**EXERCISE REQUIREMENTS**
Where a line of the entries holds the string "empty", copy that line.

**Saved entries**
....................

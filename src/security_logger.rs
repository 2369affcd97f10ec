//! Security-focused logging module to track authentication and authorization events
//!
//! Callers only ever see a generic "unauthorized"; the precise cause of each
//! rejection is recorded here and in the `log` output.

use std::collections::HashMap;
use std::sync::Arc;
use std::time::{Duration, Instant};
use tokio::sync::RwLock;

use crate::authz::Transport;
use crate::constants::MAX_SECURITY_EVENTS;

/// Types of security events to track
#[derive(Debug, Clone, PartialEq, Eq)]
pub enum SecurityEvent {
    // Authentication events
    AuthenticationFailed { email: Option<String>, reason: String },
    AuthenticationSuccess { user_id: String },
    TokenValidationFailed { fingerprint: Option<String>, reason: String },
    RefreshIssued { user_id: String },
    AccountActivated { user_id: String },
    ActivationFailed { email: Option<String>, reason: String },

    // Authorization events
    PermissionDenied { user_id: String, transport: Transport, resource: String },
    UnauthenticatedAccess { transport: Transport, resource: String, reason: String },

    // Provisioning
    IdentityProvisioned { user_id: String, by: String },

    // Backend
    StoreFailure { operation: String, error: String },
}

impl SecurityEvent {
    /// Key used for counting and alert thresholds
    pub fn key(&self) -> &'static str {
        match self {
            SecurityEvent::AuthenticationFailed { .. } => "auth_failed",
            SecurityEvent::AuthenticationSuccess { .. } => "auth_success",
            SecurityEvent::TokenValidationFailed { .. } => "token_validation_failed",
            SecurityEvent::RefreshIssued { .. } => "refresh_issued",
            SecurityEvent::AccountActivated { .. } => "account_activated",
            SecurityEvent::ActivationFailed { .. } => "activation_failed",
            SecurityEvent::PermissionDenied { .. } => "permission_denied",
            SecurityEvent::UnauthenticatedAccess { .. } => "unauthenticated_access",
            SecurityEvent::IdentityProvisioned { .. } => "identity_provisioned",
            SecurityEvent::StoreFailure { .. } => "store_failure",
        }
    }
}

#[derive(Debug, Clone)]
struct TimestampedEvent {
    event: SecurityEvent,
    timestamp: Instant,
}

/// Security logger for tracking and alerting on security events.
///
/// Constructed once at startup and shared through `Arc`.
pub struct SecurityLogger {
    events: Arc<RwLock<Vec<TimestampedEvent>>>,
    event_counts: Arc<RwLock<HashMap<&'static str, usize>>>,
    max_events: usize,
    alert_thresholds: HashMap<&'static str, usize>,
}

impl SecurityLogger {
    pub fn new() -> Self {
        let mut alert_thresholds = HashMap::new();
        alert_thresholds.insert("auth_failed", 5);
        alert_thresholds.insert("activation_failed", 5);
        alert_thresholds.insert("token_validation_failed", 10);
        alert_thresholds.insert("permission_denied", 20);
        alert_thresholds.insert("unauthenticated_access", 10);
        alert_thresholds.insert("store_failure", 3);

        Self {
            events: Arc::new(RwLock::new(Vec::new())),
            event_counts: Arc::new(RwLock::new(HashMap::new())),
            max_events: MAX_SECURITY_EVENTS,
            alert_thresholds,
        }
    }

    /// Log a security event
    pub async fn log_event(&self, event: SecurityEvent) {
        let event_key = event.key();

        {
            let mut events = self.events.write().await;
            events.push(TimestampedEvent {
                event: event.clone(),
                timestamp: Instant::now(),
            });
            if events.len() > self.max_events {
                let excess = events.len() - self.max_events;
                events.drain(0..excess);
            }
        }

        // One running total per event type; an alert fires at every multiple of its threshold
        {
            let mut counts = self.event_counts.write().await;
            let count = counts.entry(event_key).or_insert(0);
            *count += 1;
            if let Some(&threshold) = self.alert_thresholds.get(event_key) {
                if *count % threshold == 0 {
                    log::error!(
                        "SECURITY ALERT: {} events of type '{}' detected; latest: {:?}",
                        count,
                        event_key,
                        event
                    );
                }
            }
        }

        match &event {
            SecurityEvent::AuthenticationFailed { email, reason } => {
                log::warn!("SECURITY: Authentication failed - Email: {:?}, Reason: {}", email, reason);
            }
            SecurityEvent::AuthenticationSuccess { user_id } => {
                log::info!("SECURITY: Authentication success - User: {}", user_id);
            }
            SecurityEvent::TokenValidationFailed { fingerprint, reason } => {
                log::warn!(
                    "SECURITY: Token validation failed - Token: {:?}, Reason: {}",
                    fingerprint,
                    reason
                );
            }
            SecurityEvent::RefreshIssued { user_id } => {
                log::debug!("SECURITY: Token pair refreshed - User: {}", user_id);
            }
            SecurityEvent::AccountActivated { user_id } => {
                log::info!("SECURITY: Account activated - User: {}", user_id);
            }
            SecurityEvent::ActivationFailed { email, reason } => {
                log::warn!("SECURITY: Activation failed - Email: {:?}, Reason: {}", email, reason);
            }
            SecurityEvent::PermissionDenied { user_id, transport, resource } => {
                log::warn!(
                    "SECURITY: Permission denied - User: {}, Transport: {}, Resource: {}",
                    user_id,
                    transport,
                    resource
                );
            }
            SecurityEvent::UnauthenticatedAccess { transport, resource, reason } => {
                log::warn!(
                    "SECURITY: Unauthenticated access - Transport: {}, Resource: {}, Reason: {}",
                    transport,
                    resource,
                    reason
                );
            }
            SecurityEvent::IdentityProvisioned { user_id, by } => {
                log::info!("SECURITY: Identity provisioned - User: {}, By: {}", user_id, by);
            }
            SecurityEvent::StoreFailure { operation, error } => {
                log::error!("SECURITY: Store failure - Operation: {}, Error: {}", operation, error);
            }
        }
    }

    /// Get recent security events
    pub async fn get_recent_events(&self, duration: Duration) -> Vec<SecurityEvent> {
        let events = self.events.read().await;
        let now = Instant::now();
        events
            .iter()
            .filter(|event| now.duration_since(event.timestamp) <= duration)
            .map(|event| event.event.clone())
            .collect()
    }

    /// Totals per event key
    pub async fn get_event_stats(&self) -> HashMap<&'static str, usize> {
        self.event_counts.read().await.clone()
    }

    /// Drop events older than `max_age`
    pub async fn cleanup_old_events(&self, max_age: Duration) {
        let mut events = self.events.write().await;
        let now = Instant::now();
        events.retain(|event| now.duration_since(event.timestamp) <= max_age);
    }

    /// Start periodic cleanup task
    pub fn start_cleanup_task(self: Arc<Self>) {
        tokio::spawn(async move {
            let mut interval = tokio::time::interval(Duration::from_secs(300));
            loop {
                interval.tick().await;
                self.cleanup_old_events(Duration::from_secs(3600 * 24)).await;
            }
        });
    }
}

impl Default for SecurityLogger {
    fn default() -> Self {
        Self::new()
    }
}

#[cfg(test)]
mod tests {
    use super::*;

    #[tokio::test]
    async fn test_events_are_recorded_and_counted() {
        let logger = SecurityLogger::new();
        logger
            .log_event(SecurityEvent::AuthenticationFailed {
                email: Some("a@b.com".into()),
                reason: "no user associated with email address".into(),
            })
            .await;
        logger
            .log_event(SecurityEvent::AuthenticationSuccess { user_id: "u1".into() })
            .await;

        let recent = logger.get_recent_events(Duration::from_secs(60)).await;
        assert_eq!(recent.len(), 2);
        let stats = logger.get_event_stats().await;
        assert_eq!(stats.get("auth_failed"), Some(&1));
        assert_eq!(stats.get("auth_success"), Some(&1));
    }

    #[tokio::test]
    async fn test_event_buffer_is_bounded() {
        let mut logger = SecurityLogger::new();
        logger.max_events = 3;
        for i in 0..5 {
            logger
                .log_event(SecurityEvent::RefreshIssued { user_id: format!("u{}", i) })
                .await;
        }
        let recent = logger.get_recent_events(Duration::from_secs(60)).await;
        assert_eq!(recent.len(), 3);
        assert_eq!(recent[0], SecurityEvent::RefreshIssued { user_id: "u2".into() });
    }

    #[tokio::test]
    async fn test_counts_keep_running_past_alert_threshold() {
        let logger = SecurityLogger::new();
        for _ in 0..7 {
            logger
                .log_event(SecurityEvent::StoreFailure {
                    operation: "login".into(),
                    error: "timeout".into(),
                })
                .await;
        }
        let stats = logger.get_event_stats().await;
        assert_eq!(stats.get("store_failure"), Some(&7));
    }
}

....................

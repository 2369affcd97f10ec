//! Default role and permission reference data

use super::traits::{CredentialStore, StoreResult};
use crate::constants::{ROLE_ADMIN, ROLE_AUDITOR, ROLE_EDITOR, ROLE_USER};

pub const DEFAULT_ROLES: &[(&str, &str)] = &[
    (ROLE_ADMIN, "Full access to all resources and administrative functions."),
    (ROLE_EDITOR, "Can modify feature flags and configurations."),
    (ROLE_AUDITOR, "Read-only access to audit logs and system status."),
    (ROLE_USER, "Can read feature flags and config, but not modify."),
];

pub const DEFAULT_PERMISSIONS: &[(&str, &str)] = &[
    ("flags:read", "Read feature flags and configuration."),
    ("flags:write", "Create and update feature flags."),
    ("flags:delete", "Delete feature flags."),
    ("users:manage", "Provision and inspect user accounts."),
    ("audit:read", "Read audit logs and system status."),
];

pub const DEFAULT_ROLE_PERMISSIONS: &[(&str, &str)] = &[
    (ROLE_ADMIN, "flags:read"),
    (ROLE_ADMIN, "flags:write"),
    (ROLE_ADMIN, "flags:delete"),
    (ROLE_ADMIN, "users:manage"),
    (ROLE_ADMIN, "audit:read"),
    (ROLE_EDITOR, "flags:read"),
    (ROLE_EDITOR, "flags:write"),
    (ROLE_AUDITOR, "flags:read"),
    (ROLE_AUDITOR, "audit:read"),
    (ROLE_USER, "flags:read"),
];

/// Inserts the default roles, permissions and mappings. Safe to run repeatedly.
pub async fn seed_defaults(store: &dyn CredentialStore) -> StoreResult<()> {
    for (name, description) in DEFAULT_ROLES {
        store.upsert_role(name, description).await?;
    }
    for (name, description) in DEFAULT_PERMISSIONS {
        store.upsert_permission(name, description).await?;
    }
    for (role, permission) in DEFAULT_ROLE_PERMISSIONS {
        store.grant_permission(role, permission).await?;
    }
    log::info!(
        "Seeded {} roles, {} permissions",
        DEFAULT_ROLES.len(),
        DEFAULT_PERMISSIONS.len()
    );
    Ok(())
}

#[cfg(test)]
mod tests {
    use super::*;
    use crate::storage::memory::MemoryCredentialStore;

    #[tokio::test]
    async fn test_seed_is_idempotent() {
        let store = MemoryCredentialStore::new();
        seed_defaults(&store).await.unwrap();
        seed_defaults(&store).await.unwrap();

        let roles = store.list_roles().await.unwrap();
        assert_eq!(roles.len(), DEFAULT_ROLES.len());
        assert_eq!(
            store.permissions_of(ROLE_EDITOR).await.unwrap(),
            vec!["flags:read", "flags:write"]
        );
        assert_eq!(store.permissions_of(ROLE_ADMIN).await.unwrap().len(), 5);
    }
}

....................

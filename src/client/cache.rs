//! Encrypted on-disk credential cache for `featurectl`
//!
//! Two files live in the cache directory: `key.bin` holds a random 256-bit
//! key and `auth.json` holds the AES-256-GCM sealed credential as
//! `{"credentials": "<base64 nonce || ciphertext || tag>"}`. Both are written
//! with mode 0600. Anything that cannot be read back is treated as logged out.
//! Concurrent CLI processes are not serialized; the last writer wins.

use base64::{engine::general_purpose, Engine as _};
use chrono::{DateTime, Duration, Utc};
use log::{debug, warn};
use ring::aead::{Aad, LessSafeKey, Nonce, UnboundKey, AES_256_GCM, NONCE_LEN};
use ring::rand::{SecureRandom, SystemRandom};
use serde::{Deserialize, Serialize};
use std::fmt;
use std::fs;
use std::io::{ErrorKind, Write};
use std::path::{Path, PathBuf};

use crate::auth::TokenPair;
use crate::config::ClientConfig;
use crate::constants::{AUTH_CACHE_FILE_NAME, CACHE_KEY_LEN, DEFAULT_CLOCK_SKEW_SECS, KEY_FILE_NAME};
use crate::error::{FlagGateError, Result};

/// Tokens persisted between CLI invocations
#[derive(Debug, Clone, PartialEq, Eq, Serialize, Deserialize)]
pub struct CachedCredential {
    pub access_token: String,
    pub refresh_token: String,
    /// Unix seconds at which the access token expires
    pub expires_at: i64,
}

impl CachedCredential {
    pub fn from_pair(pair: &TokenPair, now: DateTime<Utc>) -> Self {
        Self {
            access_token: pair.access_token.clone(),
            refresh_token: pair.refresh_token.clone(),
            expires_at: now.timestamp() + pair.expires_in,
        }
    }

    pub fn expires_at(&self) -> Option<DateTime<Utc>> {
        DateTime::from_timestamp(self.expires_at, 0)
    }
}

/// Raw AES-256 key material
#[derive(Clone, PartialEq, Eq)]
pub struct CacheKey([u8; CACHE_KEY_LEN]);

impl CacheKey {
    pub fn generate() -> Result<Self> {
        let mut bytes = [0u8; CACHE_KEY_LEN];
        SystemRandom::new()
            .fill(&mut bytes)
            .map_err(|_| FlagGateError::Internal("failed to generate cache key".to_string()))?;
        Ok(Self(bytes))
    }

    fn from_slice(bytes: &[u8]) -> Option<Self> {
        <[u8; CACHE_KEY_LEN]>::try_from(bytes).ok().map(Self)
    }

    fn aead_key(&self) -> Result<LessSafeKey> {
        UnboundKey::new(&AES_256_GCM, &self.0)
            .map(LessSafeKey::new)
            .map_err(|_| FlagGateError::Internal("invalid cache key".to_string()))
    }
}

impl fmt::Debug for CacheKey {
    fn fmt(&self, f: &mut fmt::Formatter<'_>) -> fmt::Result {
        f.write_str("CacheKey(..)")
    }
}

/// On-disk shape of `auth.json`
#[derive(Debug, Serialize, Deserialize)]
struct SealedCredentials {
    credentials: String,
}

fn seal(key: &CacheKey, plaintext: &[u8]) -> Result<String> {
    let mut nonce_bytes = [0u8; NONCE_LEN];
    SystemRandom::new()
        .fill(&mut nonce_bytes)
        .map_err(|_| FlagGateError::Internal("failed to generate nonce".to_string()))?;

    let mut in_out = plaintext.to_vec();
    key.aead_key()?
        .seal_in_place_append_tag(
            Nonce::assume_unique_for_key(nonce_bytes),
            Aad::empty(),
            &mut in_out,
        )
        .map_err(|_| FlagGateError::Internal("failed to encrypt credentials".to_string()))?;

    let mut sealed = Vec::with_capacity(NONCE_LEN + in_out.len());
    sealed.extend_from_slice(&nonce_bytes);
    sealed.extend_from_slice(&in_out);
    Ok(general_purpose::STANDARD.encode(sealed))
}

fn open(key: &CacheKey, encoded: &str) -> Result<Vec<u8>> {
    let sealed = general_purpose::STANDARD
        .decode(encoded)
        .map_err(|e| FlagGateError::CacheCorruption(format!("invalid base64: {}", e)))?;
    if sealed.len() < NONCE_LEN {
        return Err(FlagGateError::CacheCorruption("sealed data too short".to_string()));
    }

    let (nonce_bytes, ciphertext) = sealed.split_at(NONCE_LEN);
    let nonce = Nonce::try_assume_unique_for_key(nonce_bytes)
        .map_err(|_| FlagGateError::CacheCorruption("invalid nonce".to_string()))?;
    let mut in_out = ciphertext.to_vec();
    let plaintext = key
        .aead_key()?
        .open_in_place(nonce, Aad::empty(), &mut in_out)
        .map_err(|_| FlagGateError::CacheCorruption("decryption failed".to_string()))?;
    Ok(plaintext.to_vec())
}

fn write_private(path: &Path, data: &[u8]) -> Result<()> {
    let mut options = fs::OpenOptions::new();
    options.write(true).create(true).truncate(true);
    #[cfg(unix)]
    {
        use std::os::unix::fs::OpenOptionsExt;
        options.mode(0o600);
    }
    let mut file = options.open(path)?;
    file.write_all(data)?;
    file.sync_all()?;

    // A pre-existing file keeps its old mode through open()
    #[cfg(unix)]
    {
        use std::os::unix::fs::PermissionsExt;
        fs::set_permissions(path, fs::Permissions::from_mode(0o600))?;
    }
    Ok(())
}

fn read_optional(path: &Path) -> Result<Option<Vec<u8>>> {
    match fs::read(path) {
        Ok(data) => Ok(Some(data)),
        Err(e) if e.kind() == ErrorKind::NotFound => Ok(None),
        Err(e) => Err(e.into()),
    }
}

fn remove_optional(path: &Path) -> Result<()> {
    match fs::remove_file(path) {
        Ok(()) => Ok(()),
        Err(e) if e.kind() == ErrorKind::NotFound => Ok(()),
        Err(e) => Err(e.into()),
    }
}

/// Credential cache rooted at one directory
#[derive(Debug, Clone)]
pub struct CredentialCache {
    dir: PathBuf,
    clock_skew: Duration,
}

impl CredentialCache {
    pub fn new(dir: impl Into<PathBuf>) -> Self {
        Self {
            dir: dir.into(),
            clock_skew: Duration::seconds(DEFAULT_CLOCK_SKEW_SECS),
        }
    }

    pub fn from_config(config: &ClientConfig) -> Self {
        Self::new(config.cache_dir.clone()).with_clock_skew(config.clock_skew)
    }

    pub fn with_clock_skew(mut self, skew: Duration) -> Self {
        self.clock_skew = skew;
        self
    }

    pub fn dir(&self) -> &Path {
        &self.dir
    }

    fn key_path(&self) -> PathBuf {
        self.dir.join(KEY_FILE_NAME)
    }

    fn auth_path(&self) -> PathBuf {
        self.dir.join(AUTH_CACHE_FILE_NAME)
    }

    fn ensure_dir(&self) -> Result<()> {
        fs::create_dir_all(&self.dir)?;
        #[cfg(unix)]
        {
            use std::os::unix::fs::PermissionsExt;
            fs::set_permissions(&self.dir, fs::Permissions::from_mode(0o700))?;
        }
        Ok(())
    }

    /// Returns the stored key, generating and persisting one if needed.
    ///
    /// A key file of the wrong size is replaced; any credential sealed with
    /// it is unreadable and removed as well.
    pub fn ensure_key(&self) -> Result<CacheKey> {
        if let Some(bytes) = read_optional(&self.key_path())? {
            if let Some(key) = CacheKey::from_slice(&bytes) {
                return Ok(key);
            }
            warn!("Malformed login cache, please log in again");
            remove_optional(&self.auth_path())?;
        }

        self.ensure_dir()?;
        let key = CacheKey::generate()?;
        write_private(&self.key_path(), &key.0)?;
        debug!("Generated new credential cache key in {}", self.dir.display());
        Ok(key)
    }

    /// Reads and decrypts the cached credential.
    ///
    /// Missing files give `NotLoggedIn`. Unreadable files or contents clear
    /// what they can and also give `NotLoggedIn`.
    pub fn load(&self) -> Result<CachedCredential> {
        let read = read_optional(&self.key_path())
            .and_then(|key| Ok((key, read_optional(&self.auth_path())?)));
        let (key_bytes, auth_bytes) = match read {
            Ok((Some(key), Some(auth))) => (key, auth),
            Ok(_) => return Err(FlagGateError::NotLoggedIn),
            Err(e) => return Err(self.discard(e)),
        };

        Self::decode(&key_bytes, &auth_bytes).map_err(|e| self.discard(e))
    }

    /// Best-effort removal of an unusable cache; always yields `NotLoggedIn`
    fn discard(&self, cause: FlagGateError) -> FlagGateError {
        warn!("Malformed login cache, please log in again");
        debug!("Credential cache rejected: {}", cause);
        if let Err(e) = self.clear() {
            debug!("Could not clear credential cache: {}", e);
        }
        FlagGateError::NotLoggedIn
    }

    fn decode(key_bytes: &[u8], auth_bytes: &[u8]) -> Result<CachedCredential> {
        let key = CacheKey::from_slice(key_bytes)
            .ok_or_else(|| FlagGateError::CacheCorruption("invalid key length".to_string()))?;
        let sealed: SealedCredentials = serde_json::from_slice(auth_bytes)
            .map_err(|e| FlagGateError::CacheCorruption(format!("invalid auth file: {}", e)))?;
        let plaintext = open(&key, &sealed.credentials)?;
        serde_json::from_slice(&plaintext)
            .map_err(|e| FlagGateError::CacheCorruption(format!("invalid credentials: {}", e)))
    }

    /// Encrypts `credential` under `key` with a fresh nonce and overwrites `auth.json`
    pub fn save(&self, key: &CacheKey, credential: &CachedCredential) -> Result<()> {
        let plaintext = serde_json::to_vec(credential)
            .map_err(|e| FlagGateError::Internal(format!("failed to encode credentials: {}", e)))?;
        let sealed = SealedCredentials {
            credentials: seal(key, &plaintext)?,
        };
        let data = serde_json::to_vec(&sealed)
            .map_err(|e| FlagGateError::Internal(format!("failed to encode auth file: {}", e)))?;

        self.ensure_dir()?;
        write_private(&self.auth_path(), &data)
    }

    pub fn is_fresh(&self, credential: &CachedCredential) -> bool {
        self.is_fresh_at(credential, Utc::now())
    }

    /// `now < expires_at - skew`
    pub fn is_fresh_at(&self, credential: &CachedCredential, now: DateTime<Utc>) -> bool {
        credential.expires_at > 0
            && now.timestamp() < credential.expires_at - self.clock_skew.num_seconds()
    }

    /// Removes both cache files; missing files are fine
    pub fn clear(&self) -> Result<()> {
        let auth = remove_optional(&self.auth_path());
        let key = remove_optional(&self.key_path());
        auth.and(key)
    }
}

....................

**RESPONSE FOR THIS EXERCISE**
            Aad::empty(),
        .open_in_place(nonce, Aad::empty(), &mut in_out)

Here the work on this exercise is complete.